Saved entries
[Start of section]
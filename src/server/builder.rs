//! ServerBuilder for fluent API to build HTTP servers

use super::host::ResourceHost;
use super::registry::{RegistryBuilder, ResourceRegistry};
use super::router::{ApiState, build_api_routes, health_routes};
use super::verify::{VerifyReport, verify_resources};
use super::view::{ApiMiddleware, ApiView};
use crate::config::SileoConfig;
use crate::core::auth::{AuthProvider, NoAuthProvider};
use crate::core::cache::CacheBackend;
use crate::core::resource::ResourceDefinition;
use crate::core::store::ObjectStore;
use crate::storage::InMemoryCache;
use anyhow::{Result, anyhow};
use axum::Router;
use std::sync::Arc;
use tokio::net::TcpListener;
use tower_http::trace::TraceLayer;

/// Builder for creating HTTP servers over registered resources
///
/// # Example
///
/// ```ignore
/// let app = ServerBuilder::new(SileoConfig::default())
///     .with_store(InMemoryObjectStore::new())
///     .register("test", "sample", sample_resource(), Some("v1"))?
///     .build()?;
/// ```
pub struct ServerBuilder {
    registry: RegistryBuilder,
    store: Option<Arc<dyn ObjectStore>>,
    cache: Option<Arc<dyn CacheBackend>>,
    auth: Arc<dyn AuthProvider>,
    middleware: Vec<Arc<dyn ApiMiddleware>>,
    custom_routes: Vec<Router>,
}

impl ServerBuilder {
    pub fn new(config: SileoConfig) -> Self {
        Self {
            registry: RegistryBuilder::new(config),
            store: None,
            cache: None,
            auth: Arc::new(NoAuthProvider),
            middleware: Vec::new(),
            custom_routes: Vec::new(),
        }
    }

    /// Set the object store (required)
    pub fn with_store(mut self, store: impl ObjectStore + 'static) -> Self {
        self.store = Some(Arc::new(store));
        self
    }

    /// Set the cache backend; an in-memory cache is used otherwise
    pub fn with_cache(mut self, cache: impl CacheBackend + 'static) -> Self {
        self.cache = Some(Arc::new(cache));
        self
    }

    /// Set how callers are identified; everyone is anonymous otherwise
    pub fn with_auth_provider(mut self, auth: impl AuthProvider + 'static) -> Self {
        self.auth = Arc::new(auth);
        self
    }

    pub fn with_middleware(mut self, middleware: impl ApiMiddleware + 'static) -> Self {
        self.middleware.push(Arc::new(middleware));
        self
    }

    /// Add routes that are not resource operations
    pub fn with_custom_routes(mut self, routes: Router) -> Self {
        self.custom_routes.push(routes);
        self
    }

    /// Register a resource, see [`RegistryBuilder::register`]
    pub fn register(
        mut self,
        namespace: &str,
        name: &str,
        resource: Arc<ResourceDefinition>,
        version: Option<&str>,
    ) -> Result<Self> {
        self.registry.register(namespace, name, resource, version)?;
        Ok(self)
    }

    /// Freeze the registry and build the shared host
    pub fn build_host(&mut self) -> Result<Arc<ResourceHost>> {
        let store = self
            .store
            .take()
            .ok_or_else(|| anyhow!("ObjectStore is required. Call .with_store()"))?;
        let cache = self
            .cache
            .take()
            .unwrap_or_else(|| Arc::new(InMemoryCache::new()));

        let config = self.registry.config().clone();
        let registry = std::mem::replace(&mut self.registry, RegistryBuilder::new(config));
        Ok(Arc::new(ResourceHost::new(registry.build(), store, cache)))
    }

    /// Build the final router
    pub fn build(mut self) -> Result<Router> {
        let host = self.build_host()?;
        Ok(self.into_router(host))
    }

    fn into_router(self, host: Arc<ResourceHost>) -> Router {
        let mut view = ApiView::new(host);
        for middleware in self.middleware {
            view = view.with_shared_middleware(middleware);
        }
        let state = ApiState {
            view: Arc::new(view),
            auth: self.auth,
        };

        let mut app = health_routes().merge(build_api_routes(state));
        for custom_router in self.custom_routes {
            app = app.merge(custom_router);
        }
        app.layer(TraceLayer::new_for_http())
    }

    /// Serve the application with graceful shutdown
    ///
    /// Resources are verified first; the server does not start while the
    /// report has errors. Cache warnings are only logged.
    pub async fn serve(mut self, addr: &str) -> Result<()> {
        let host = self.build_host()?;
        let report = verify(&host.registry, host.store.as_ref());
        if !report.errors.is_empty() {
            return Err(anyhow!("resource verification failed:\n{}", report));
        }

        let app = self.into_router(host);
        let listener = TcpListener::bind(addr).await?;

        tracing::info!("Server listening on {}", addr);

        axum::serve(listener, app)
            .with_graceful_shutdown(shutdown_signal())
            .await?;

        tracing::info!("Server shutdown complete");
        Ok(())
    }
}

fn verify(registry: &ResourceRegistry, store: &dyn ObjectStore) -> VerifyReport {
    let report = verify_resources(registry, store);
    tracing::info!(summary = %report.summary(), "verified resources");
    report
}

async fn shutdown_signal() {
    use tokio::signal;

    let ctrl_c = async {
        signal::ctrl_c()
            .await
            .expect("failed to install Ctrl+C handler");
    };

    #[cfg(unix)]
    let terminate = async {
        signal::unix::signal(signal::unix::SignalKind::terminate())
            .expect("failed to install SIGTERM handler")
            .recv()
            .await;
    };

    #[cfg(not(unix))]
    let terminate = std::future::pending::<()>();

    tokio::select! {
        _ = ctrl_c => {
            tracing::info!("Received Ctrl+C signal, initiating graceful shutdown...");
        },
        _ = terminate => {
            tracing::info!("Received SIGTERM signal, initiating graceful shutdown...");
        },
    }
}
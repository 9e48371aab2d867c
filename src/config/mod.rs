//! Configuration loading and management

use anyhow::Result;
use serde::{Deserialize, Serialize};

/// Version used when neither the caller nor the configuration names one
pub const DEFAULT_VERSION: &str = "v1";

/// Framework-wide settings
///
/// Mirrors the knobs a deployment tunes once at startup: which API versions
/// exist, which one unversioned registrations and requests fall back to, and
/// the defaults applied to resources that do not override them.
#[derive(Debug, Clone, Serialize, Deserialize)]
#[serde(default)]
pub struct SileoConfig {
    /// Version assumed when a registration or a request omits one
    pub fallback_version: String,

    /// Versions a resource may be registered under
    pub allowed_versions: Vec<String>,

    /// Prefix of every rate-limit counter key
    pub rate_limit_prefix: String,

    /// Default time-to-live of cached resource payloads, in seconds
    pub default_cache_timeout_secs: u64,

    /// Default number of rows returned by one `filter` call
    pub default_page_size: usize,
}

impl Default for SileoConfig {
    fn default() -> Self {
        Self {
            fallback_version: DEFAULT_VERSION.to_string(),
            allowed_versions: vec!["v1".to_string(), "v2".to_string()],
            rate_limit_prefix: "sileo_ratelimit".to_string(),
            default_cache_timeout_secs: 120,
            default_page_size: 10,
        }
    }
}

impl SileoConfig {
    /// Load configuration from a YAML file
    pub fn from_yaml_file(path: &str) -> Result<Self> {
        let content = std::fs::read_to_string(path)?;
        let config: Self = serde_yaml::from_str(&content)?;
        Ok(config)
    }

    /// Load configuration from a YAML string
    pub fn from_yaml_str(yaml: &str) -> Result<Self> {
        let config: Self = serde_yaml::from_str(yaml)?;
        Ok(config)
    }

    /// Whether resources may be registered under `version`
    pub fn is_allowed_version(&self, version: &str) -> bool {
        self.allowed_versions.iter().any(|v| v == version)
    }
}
[End of section]
TASK STATEMENT |
Nothing in the records above may differ in your copy; retype them in full.

FINISHED EXERCISE |
filename src/server/builder.rs
//! ServerBuilder for fluent API to build HTTP servers

use super::host::ResourceHost;
use super::registry::{RegistryBuilder, ResourceRegistry};
use super::router::{ApiState, build_api_routes, health_routes};
use super::verify::{VerifyReport, verify_resources};
use super::view::{ApiMiddleware, ApiView};
use crate::config::SileoConfig;
use crate::core::auth::{AuthProvider, NoAuthProvider};
use crate::core::cache::CacheBackend;
use crate::core::resource::ResourceDefinition;
use crate::core::store::ObjectStore;
use crate::storage::InMemoryCache;
use anyhow::{Result, anyhow};
use axum::Router;
use std::sync::Arc;
use tokio::net::TcpListener;
use tower_http::trace::TraceLayer;

/// Builder for creating HTTP servers over registered resources
///
/// # Example
///
/// ```ignore
/// let app = ServerBuilder::new(SileoConfig::default())
///     .with_store(InMemoryObjectStore::new())
///     .register("test", "sample", sample_resource(), Some("v1"))?
///     .build()?;
/// ```
pub struct ServerBuilder {
    registry: RegistryBuilder,
    store: Option<Arc<dyn ObjectStore>>,
    cache: Option<Arc<dyn CacheBackend>>,
    auth: Arc<dyn AuthProvider>,
    middleware: Vec<Arc<dyn ApiMiddleware>>,
    custom_routes: Vec<Router>,
}

impl ServerBuilder {
    pub fn new(config: SileoConfig) -> Self {
        Self {
            registry: RegistryBuilder::new(config),
            store: None,
            cache: None,
            auth: Arc::new(NoAuthProvider),
            middleware: Vec::new(),
            custom_routes: Vec::new(),
        }
    }

    /// Set the object store (required)
    pub fn with_store(mut self, store: impl ObjectStore + 'static) -> Self {
        self.store = Some(Arc::new(store));
        self
    }

    /// Set the cache backend; an in-memory cache is used otherwise
    pub fn with_cache(mut self, cache: impl CacheBackend + 'static) -> Self {
        self.cache = Some(Arc::new(cache));
        self
    }

    /// Set how callers are identified; everyone is anonymous otherwise
    pub fn with_auth_provider(mut self, auth: impl AuthProvider + 'static) -> Self {
        self.auth = Arc::new(auth);
        self
    }

    pub fn with_middleware(mut self, middleware: impl ApiMiddleware + 'static) -> Self {
        self.middleware.push(Arc::new(middleware));
        self
    }

    /// Add routes that are not resource operations
    pub fn with_custom_routes(mut self, routes: Router) -> Self {
        self.custom_routes.push(routes);
        self
    }

    /// Register a resource, see [`RegistryBuilder::register`]
    pub fn register(
        mut self,
        namespace: &str,
        name: &str,
        resource: Arc<ResourceDefinition>,
        version: Option<&str>,
    ) -> Result<Self> {
        self.registry.register(namespace, name, resource, version)?;
        Ok(self)
    }

    /// Freeze the registry and build the shared host
    pub fn build_host(&mut self) -> Result<Arc<ResourceHost>> {
        let store = self
            .store
            .take()
            .ok_or_else(|| anyhow!("ObjectStore is required. Call .with_store()"))?;
        let cache = self
            .cache
            .take()
            .unwrap_or_else(|| Arc::new(InMemoryCache::new()));

        let config = self.registry.config().clone();
        let registry = std::mem::replace(&mut self.registry, RegistryBuilder::new(config));
        Ok(Arc::new(ResourceHost::new(registry.build(), store, cache)))
    }

    /// Build the final router
    pub fn build(mut self) -> Result<Router> {
        let host = self.build_host()?;
        Ok(self.into_router(host))
    }

    fn into_router(self, host: Arc<ResourceHost>) -> Router {
        let mut view = ApiView::new(host);
        for middleware in self.middleware {
            view = view.with_shared_middleware(middleware);
        }
        let state = ApiState {
            view: Arc::new(view),
            auth: self.auth,
        };

        let mut app = health_routes().merge(build_api_routes(state));
        for custom_router in self.custom_routes {
            app = app.merge(custom_router);
        }
        app.layer(TraceLayer::new_for_http())
    }

    /// Serve the application with graceful shutdown
    ///
    /// Resources are verified first; the server does not start while the
    /// report has errors. Cache warnings are only logged.
    pub async fn serve(mut self, addr: &str) -> Result<()> {
        let host = self.build_host()?;
        let report = verify(&host.registry, host.store.as_ref());
        if !report.errors.is_empty() {
            return Err(anyhow!("resource verification failed:\n{}", report));
        }

        let app = self.into_router(host);
        let listener = TcpListener::bind(addr).await?;

        tracing::info!("Server listening on {}", addr);

        axum::serve(listener, app)
            .with_graceful_shutdown(shutdown_signal())
            .await?;

        tracing::info!("Server shutdown complete");
        Ok(())
    }
}

fn verify(registry: &ResourceRegistry, store: &dyn ObjectStore) -> VerifyReport {
    let report = verify_resources(registry, store);
    tracing::info!(summary = %report.summary(), "verified resources");
    report
}

async fn shutdown_signal() {
    use tokio::signal;

    let ctrl_c = async {
        signal::ctrl_c()
            .await
            .expect("failed to install Ctrl+C handler");
    };

    #[cfg(unix)]
    let terminate = async {
        signal::unix::signal(signal::unix::SignalKind::terminate())
            .expect("failed to install SIGTERM handler")
            .recv()
            .await;
    };

    #[cfg(not(unix))]
    let terminate = std::future::pending::<()>();

    tokio::select! {
        _ = ctrl_c => {
            tracing::info!("Received Ctrl+C signal, initiating graceful shutdown...");
        },
        _ = terminate => {
            tracing::info!("Received SIGTERM signal, initiating graceful shutdown...");
        },
    }
}
repository 9e48371aab2d867c
filename src/config/mod.rs
//! Configuration loading and management

use anyhow::Result;
use serde::{Deserialize, Serialize};

/// Version used when neither the caller nor the configuration names one
pub const DEFAULT_VERSION: &str = "v1";

/// Framework-wide settings
///
/// Mirrors the knobs a deployment tunes once at startup: which API versions
/// exist, which one unversioned registrations and requests fall back to, and
/// the defaults applied to resources that do not override them.
#[derive(Debug, Clone, Serialize, Deserialize)]
#[serde(default)]
pub struct SileoConfig {
    /// Version assumed when a registration or a request omits one
    pub fallback_version: String,

    /// Versions a resource may be registered under
    pub allowed_versions: Vec<String>,

    /// Prefix of every rate-limit counter key
    pub rate_limit_prefix: String,

    /// Default time-to-live of cached resource payloads, in seconds
    pub default_cache_timeout_secs: u64,

    /// Default number of rows returned by one `filter` call
    pub default_page_size: usize,
}

impl Default for SileoConfig {
    fn default() -> Self {
        Self {
            fallback_version: DEFAULT_VERSION.to_string(),
            allowed_versions: vec!["v1".to_string(), "v2".to_string()],
            rate_limit_prefix: "sileo_ratelimit".to_string(),
            default_cache_timeout_secs: 120,
            default_page_size: 10,
        }
    }
}

impl SileoConfig {
    /// Load configuration from a YAML file
    pub fn from_yaml_file(path: &str) -> Result<Self> {
        let content = std::fs::read_to_string(path)?;
        let config: Self = serde_yaml::from_str(&content)?;
        Ok(config)
    }

    /// Load configuration from a YAML string
    pub fn from_yaml_str(yaml: &str) -> Result<Self> {
        let config: Self = serde_yaml::from_str(yaml)?;
        Ok(config)
    }

    /// Whether resources may be registered under `version`
    pub fn is_allowed_version(&self, version: &str) -> bool {
        self.allowed_versions.iter().any(|v| v == version)
    }
}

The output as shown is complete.